Il mito di Scilla, Glauco e Cariddi
Scilla, non è il diminutivo di Priscilla, ma il nome della figlia niente meno che della dea Ceto e del dio Forco (suona un po’ strano, ma è così).
Era un’incantevole ninfa dagli occhi azzurri che viveva in Calabria, e che era solita fare il bagno nelle acque cristalline della zona.

Glauco era invece un giovane pescatore; abile nel pescare, e al tempo stesso rispettoso delle creature del mondo marino. Un giorno, notando che dei pesci lasciati sull’erba ritornavano magicamente in vita, decise di fumarsela, pardon… di mangiarla.
Per effetto di quell’erba divenne immortale, ma i suoi piedi si tramutarono in pinne e le sue gambe in coda di pesce, costringendolo quindi ad una vita perennemente in acqua.
(Una delle statue più misteriose al parco di Bomarzo in provincia di Viterbo rappresenterebbe proprio Glauco).
Il traumatico colpo di fulmine
Un bel giorno, Glauco, fortemente attratto dalla bellissima sguazzante Scilla, decise di avvicinarla.
Ma quando l’avvenente bagnante vide l’ex pescatore, metà uomo e metà pesce, rifiutò piuttosto eloquentemente le sue avances, fuggendo terrorizzata in cima ad un monte prospiciente il mare.
A nulla servirono i richiami del povero Glauco; a quanto pare, dei tanti pretendenti respinti, era inesorabilmente quello ad avere meno chanches di tutti.
I rimedi di una volta
Col cuore spezzato Glauco si rivolse alla maga Circe. Non è che questa avesse chissà quale reputazione, considerando che viveva attorniata di animaletti festanti, tutti ex uomini da lei trasformati, ai quali poi aggiunse i compagni di Ulisse in ricognizione, che tramutò in maiali.
Il piccolo problema (non da poco) era che la maga Circe si era innamorata di Glauco, e gelosa della giovane ed affascinante Scilla, versò una pozione nelle acque dove abitualmente andava a fare il bagno.

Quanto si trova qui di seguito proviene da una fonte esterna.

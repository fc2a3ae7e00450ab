/// Static bearer-token authentication for debug clients
use crate::config::ServerConfig;
use crate::errors::{DaemonError, DaemonResult};
use tokio_tungstenite::tungstenite::handshake::server::Request;
use url::form_urlencoded;

/// Authentication manager
pub struct AuthManager {
    require_auth: bool,
    tokens: Vec<String>,
}

impl AuthManager {
    /// Create a new authentication manager
    pub fn new(config: &ServerConfig) -> Self {
        AuthManager {
            require_auth: config.require_auth,
            tokens: config.auth_tokens.clone(),
        }
    }

    /// Check if authentication is enabled
    pub fn is_enabled(&self) -> bool {
        self.require_auth
    }

    /// Authenticate a presented token. With authentication disabled every
    /// connection is accepted, whatever it presents.
    pub fn authenticate(&self, token: Option<&str>) -> DaemonResult<AuthContext> {
        let matched = token.and_then(|t| self.tokens.iter().position(|known| known == t));

        match (matched, self.require_auth) {
            (Some(index), _) => Ok(AuthContext::new(format!("token-{}", index + 1))),
            (None, false) => Ok(AuthContext::anonymous()),
            (None, true) if token.is_none() => Err(DaemonError::AuthenticationError(
                "missing bearer token".to_string(),
            )),
            (None, true) => Err(DaemonError::AuthenticationError(
                "invalid bearer token".to_string(),
            )),
        }
    }

    /// Authenticate a WebSocket upgrade request
    pub fn authenticate_request(&self, request: &Request) -> DaemonResult<AuthContext> {
        self.authenticate(extract_token(request).as_deref())
    }
}

/// Identity attached to a debug session
#[derive(Debug, Clone, PartialEq, Eq)]
pub struct AuthContext {
    pub identity: String,
    pub authenticated: bool,
}

impl AuthContext {
    /// Create a new authenticated context
    pub fn new(identity: String) -> Self {
        AuthContext {
            identity,
            authenticated: true,
        }
    }

    /// Create an unauthenticated context
    pub fn anonymous() -> Self {
        AuthContext {
            identity: "anonymous".to_string(),
            authenticated: false,
        }
    }
}

/// Token from the `Authorization` header, falling back to a `token` query
/// parameter
pub fn extract_token(request: &Request) -> Option<String> {
    request
        .headers()
        .get("authorization")
        .and_then(|value| value.to_str().ok())
        .and_then(parse_bearer_token)
        .or_else(|| request.uri().query().and_then(token_from_query))
}

pub fn parse_bearer_token(header: &str) -> Option<String> {
    let trimmed = header.trim();
    let mut parts = trimmed.splitn(2, ' ');
    let scheme = parts.next()?.to_ascii_lowercase();
    if scheme != "bearer" {
        return None;
    }
    let token = parts.next()?.trim();
    if token.is_empty() {
        None
    } else {
        Some(token.to_string())
    }
}

/// `token` parameter of a URL query string, percent-decoded
pub fn token_from_query(query: &str) -> Option<String> {
    form_urlencoded::parse(query.as_bytes())
        .find(|(key, value)| key == "token" && !value.is_empty())
        .map(|(_, value)| value.into_owned())
}

#[cfg(test)]
mod tests {
    use super::*;

    fn manager(require_auth: bool) -> AuthManager {
        AuthManager::new(&ServerConfig {
            require_auth,
            auth_tokens: vec!["alpha".to_string(), "beta".to_string()],
            ..Default::default()
        })
    }

    #[test]
    fn test_parse_bearer_token() {
        assert_eq!(parse_bearer_token("Bearer abc"), Some("abc".to_string()));
        assert_eq!(parse_bearer_token("bearer  abc "), Some("abc".to_string()));
        assert_eq!(parse_bearer_token("Basic abc"), None);
        assert_eq!(parse_bearer_token("Bearer"), None);
    }

    #[test]
    fn test_token_from_query() {
        assert_eq!(token_from_query("token=abc"), Some("abc".to_string()));
        assert_eq!(token_from_query("a=1&token=xyz"), Some("xyz".to_string()));
        assert_eq!(token_from_query("token="), None);
        assert_eq!(token_from_query("tokens=abc"), None);
    }

    #[test]
    fn test_token_from_query_is_percent_decoded() {
        assert_eq!(token_from_query("token=a%2Fb%3D%3D"), Some("a/b==".to_string()));
        assert_eq!(token_from_query("token=two+words"), Some("two words".to_string()));
        assert_eq!(token_from_query("x=1&t%6Fken=abc"), Some("abc".to_string()));

        let auth = AuthManager::new(&ServerConfig {
            require_auth: true,
            auth_tokens: vec!["s3cr/t+key".to_string()],
            ..Default::default()
        });
        let token = token_from_query("token=s3cr%2Ft%2Bkey");
        assert_eq!(auth.authenticate(token.as_deref()).unwrap().identity, "token-1");
    }

    #[test]
    fn test_required_auth() {
        let auth = manager(true);
        assert_eq!(
            auth.authenticate(Some("beta")).unwrap().identity,
            "token-2"
        );
        assert!(matches!(
            auth.authenticate(Some("gamma")),
            Err(DaemonError::AuthenticationError(_))
        ));
        assert!(matches!(
            auth.authenticate(None),
            Err(DaemonError::AuthenticationError(_))
        ));
    }

    #[test]
    fn test_optional_auth_accepts_anything() {
        let auth = manager(false);
        assert!(!auth.authenticate(None).unwrap().authenticated);
        assert!(!auth.authenticate(Some("garbage")).unwrap().authenticated);
        assert!(auth.authenticate(Some("alpha")).unwrap().authenticated);
    }

    #[test]
    fn test_extract_token_from_request() {
        let request = Request::builder()
            .uri("ws://localhost/debug?token=alpha")
            .body(())
            .unwrap();
        assert_eq!(extract_token(&request), Some("alpha".to_string()));

        let request = Request::builder()
            .uri("ws://localhost/debug?token=alpha")
            .header("Authorization", "Bearer beta")
            .body(())
            .unwrap();
        assert_eq!(extract_token(&request), Some("beta".to_string()));
    }
}
impl PerformanceAnalysisResult {
    pub fn trend(&self, step_name: &str, metric: &MetricKind) -> Option<&StepTrend> {
        self.trends
            .iter()
            .find(|t| t.step_name == step_name && &t.metric == metric)
    }
}

#[derive(Debug, Clone, Copy, PartialEq, Eq, Hash, Serialize, Deserialize)]
#[serde(rename_all = "snake_case")]
pub enum SuggestionKind {
    InvestigateRegression,
    BatchTokenUsage,
    RecurringBottleneck,
    DominantStep,
}

#[derive(Debug, Clone, PartialEq, Serialize, Deserialize)]
pub struct OptimizationSuggestion {
    pub kind: SuggestionKind,
    pub step_name: String,
    pub message: String,
}

/// Output of one periodic analysis cycle
#[derive(Debug, Clone, PartialEq, Serialize, Deserialize)]
pub struct AnalysisReport {
    pub cycle: u64,
    pub generated_at: DateTime<Utc>,
    pub results: Vec<PerformanceAnalysisResult>,
    pub suggestions: Vec<OptimizationSuggestion>,
}

impl AnalysisReport {
    pub fn bottleneck_count(&self) -> usize {
        self.results.iter().map(|r| r.bottlenecks.len()).sum()
    }

    pub fn digest(&self) -> TrendDigest {
        let mut increasing: Vec<String> = self
            .results
            .iter()
            .flat_map(|r| r.trends.iter())
            .filter(|t| t.direction == TrendDirection::Increasing)
            .map(|t| t.step_name.clone())
            .collect();
        increasing.sort();
        increasing.dedup();
        TrendDigest {
            cycle: self.cycle,
            generated_at: self.generated_at,
            analyzed_traces: self.results.iter().map(|r| r.trace_count).sum(),
            bottlenecks: self.bottleneck_count(),
            suggestions: self.suggestions.len(),
            increasing_steps: increasing,
        }
    }
}

/// Compact summary of a cycle pushed on the feed
#[derive(Debug, Clone, PartialEq, Serialize, Deserialize)]
pub struct TrendDigest {
    pub cycle: u64,
    pub generated_at: DateTime<Utc>,
    pub analyzed_traces: usize,
    pub bottlenecks: usize,
    pub suggestions: usize,
    pub increasing_steps: Vec<String>,
}

#[derive(Debug, Clone, Default, PartialEq, Serialize, Deserialize)]
pub struct AnalyzerStats {
    pub cycles: u64,
    pub analyses: u64,
    pub last_cycle_at: Option<DateTime<Utc>>,
    pub latest_bottlenecks: usize,
    pub latest_suggestions: usize,
}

Fu così che la bellissima Scilla si trasformò in un mostro orripilante.

Scilla e Cariddi
Ella stessa, vedendosi riflessa nelle acque, si rese conto della sua mostruosità, ed andò a vivere in uno scoglio, a poca distanza dalla grotta di Cariddi.
Cariddi era una ex “rapitrice” di buoi mangiona, che aveva colpevolmente sbafato quelli di Ercole, e che a sua volta era stata tramutata in mostro. Sostanzialmente era un tutt’uno col mare, poteva creare gorghi enormi, risucchiando e rigettando l’acqua.
Dando alla leggenda una collocazione, Scilla e Cariddi si situerebbero presso i due lati dello stretto di Messina, nei punti in cui Sicilia e Calabria sono più vicini: all’incirca in prossimità del pilone di Capo Peloro (Messina), e all’omonimo paesino di Scilla (Reggio Calabria).
Per le navi in transito la situazione era problematica; noi oggi diremmo “trovarsi tra due fuochi”, per loro, transitare in quelle acque significava, metaforicamente, trovarsi tra due mostri.
Entrambi i mostri attaccavano chiunque navigasse nelle vicinanze. Nell’Odissea di Omero, si narra come Ulisse, temendo i gorghi di Cariddi, preferì transitare vicino a Scilla, riuscendo a non perdere la nave, ma perdendo così sei dei suoi rematori migliori.
Di mitologico, nel borgo di Scilla, proprio in corrispondenza di una statua che la rappresenta, c’è una terrazza panoramica fantastica, specialmente al tramonto. In alta stagione alle frequentatissime spiagge noi abbiamo preferito passeggiate nel centro storico e a Chianalea, il nucleo originario del paese.